加熱してもドクツルタケの毒は消えず、1本食べると成人でも死に至ります。
ドクツルタケは、食べた直後ではなく6〜24時間後に最初の症状が現れます。この長い潜伏時間が「誰かに食べさせられた」という事実に気づきにくくする原因のひとつです。
最初の症状はコレラに似た激しい嘔吐・下痢・腹痛です。まるで食あたりのようなこの段階は「第1期」と呼ばれ、1日程度でいったん落ち着きます。回復したように見えるのがドクツルタケの恐ろしいところです。
「治った」と思った数日後、第2期が始まります。食後24〜72時間(場合によっては4〜7日後)から、内臓の細胞が次々と破壊され、肝臓肥大・黄疸・胃腸の出血・腎臓機能障害が一気に進行します。眼球や皮膚が黄色く変色する黄疸が出たら、すでに肝臓の機能は深刻に損なわれています。
この段階では劇症肝炎や多臓器不全が起き、死に至ることがあります。治療しても致死率約70%という非常に高い数値が記録されています。
| 段階 | 時期 | 主な症状 |
|---|---|---|
| 第1期 | 食後6〜24時間 | 嘔吐・下痢・腹痛(コレラ様) |
| 見かけ上の回復期 | 約1日後 | 症状が一時的に軽快 |
| 第2期 | 食後24時間〜数日後 | 黄疸・肝臓肥大・腎臓機能障害・多臓器不全 |
第2期の症状が出てからでは手遅れになりやすいです。「一度おさまったから大丈夫」と自宅で休んでいる間に肝臓の正常組織が失われていきます。
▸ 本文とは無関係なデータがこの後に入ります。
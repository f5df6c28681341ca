//! Semantic segmentation overlay node for ROS 2 image streams.

pub mod bridge;
pub mod capture;
pub mod config;
pub mod node;
pub mod output;
pub mod ros;
pub mod segmentation;

pub use node::{run_node, FrameError, OverlayOptions, SegmentationNode};
//! ROS 2 node and topic endpoints over DDS.

use anyhow::{anyhow, Result};
use ros2_client::{Context, MessageTypeName, Name, Node, NodeName, NodeOptions, Publisher, Subscription};
use rustdds::{policy, QosPolicies, QosPolicyBuilder};

use crate::bridge::Image;

/// Camera streams: drop stale frames rather than block the sender.
fn sensor_qos() -> QosPolicies {
    QosPolicyBuilder::new()
        .durability(policy::Durability::Volatile)
        .reliability(policy::Reliability::BestEffort)
        .history(policy::History::KeepLast { depth: 1 })
        .build()
}

/// Annotated output: reliable so default-QoS subscribers (rviz, bag) match.
fn output_qos() -> QosPolicies {
    QosPolicyBuilder::new()
        .durability(policy::Durability::Volatile)
        .reliability(policy::Reliability::Reliable {
            max_blocking_time: rustdds::Duration::from_millis(100),
        })
        .history(policy::History::KeepLast { depth: 1 })
        .build()
}

/// Node name, with the process id appended when `anonymous` is set.
pub fn node_name(base: &str, anonymous: bool) -> String {
    if anonymous {
        format!("{}_{}", base, std::process::id())
    } else {
        base.to_string()
    }
}

/// Make a topic name absolute (`seg_img` -> `/seg_img`).
pub fn absolute_topic(topic: &str) -> String {
    if topic.starts_with('/') {
        topic.to_string()
    } else {
        format!("/{}", topic)
    }
}

pub struct RosNode {
    // keeps the DDS participant alive for the endpoints
    _context: Context,
    node: Node,
}

impl RosNode {
    pub fn new(name: &str) -> Result<Self> {
        tracing::info!("Registering ROS 2 node '{}'", name);

        let context = Context::new().map_err(|e| anyhow!("Failed to create ROS 2 context: {:?}", e))?;
        let node_name =
            NodeName::new("/", name).map_err(|e| anyhow!("Invalid node name '{}': {:?}", name, e))?;
        let node = context
            .new_node(node_name, NodeOptions::new())
            .map_err(|e| anyhow!("Failed to create ROS 2 node: {:?}", e))?;

        tracing::info!(
            "ROS_DOMAIN_ID: {}",
            std::env::var("ROS_DOMAIN_ID").unwrap_or_else(|_| "0".to_string())
        );

        Ok(Self {
            _context: context,
            node,
        })
    }

    pub fn subscribe(&mut self, topic: &str) -> Result<Subscription<Image>> {
        let topic = absolute_topic(topic);
        let qos = sensor_qos();
        let name = Name::parse(&topic).map_err(|e| anyhow!("Invalid topic '{}': {:?}", topic, e))?;
        let dds_topic = self
            .node
            .create_topic(&name, image_type(), &qos)
            .map_err(|e| anyhow!("Failed to create topic {}: {:?}", topic, e))?;
        let subscription = self
            .node
            .create_subscription::<Image>(&dds_topic, Some(qos))
            .map_err(|e| anyhow!("Failed to subscribe to {}: {:?}", topic, e))?;

        tracing::info!("Subscribed to {}", topic);
        Ok(subscription)
    }

    pub fn advertise(&mut self, topic: &str) -> Result<Publisher<Image>> {
        let topic = absolute_topic(topic);
        let qos = output_qos();
        let name = Name::parse(&topic).map_err(|e| anyhow!("Invalid topic '{}': {:?}", topic, e))?;
        let dds_topic = self
            .node
            .create_topic(&name, image_type(), &qos)
            .map_err(|e| anyhow!("Failed to create topic {}: {:?}", topic, e))?;
        let publisher = self
            .node
            .create_publisher::<Image>(&dds_topic, Some(qos))
            .map_err(|e| anyhow!("Failed to advertise {}: {:?}", topic, e))?;

        tracing::info!("Publishing on {}", topic);
        Ok(publisher)
    }
}

fn image_type() -> MessageTypeName {
    MessageTypeName::new(Image::PACKAGE, Image::TYPE_NAME)
}

#[cfg(test)]
mod tests {
    use super::*;

    #[test]
    fn test_topic_names() {
        assert_eq!(absolute_topic("seg_img"), "/seg_img");
        assert_eq!(
            absolute_topic("/pointgrey_cam/image_rect_color"),
            "/pointgrey_cam/image_rect_color"
        );
    }

    #[test]
    fn test_anonymous_node_name() {
        assert_eq!(node_name("seg_inference_engine", false), "seg_inference_engine");
        let anon = node_name("seg_inference_engine", true);
        assert!(anon.starts_with("seg_inference_engine_"));
        assert!(anon.len() > "seg_inference_engine_".len());
    }
}
mod composite;
mod labels;
mod onnx;
mod preprocess;
pub mod types;

pub use composite::{blend_in_place, composite};
pub use labels::{LabelError, LabelSource, LabelTable};
pub use onnx::{OnnxOptions, OnnxSegmenter};
pub use preprocess::Preprocessor;
pub use types::{LabelMap, SegmentationModel, TensorLayout};

use anyhow::Result;
use std::path::Path;

/// Create the default segmentation model (ONNX Runtime)
pub fn create_default_model<P: AsRef<Path>>(
    model_path: P,
    options: &OnnxOptions,
) -> Result<Box<dyn SegmentationModel>> {
    let model = OnnxSegmenter::new(model_path, options)?;
    Ok(Box::new(model))
}
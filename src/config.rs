use std::path::{Path, PathBuf};

/// Where inbound frames come from
#[derive(Clone, Copy, Debug, PartialEq, Eq, clap::ValueEnum)]
pub enum SourceKind {
    /// ROS 2 image topic
    Ros,
    /// Local webcam (requires the `webcam` feature)
    Webcam,
}

/// Where annotated frames go
#[derive(Clone, Copy, Debug, PartialEq, Eq, clap::ValueEnum)]
pub enum SinkKind {
    /// ROS 2 image topic
    Ros,
    /// v4l2loopback device (requires the `loopback` feature)
    Loopback,
}

/// Directory holding the running executable, where artifacts are installed
pub fn install_dir() -> Option<PathBuf> {
    std::env::current_exe()
        .ok()
        .and_then(|exe| exe.parent().map(Path::to_path_buf))
}

/// Resolve a model or label artifact path
///
/// Absolute paths and paths that exist relative to the working directory
/// are used as-is; anything else is looked up next to the executable.
pub fn resolve_artifact(path: &Path, install_dir: Option<&Path>) -> PathBuf {
    if path.is_absolute() || path.exists() {
        return path.to_path_buf();
    }
    match install_dir {
        Some(dir) => dir.join(path),
        None => path.to_path_buf(),
    }
}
食べた直後こそ、症状がなくても医療機関に向かうことが命綱です。
1993年に名古屋市東山植物園で起きた事例では、一家3人がドクツルタケ(またはシロタマゴテングタケ)を摂食し、最終的に子ども1人と妻が死亡しました。また同年の別の事例では、夫婦がナスと一緒に調理して食べたにもかかわらず夫は多臓器不全で死亡しています。「ナスと煮れば毒が消える」という迷信が命取りになった典型的な悲劇です。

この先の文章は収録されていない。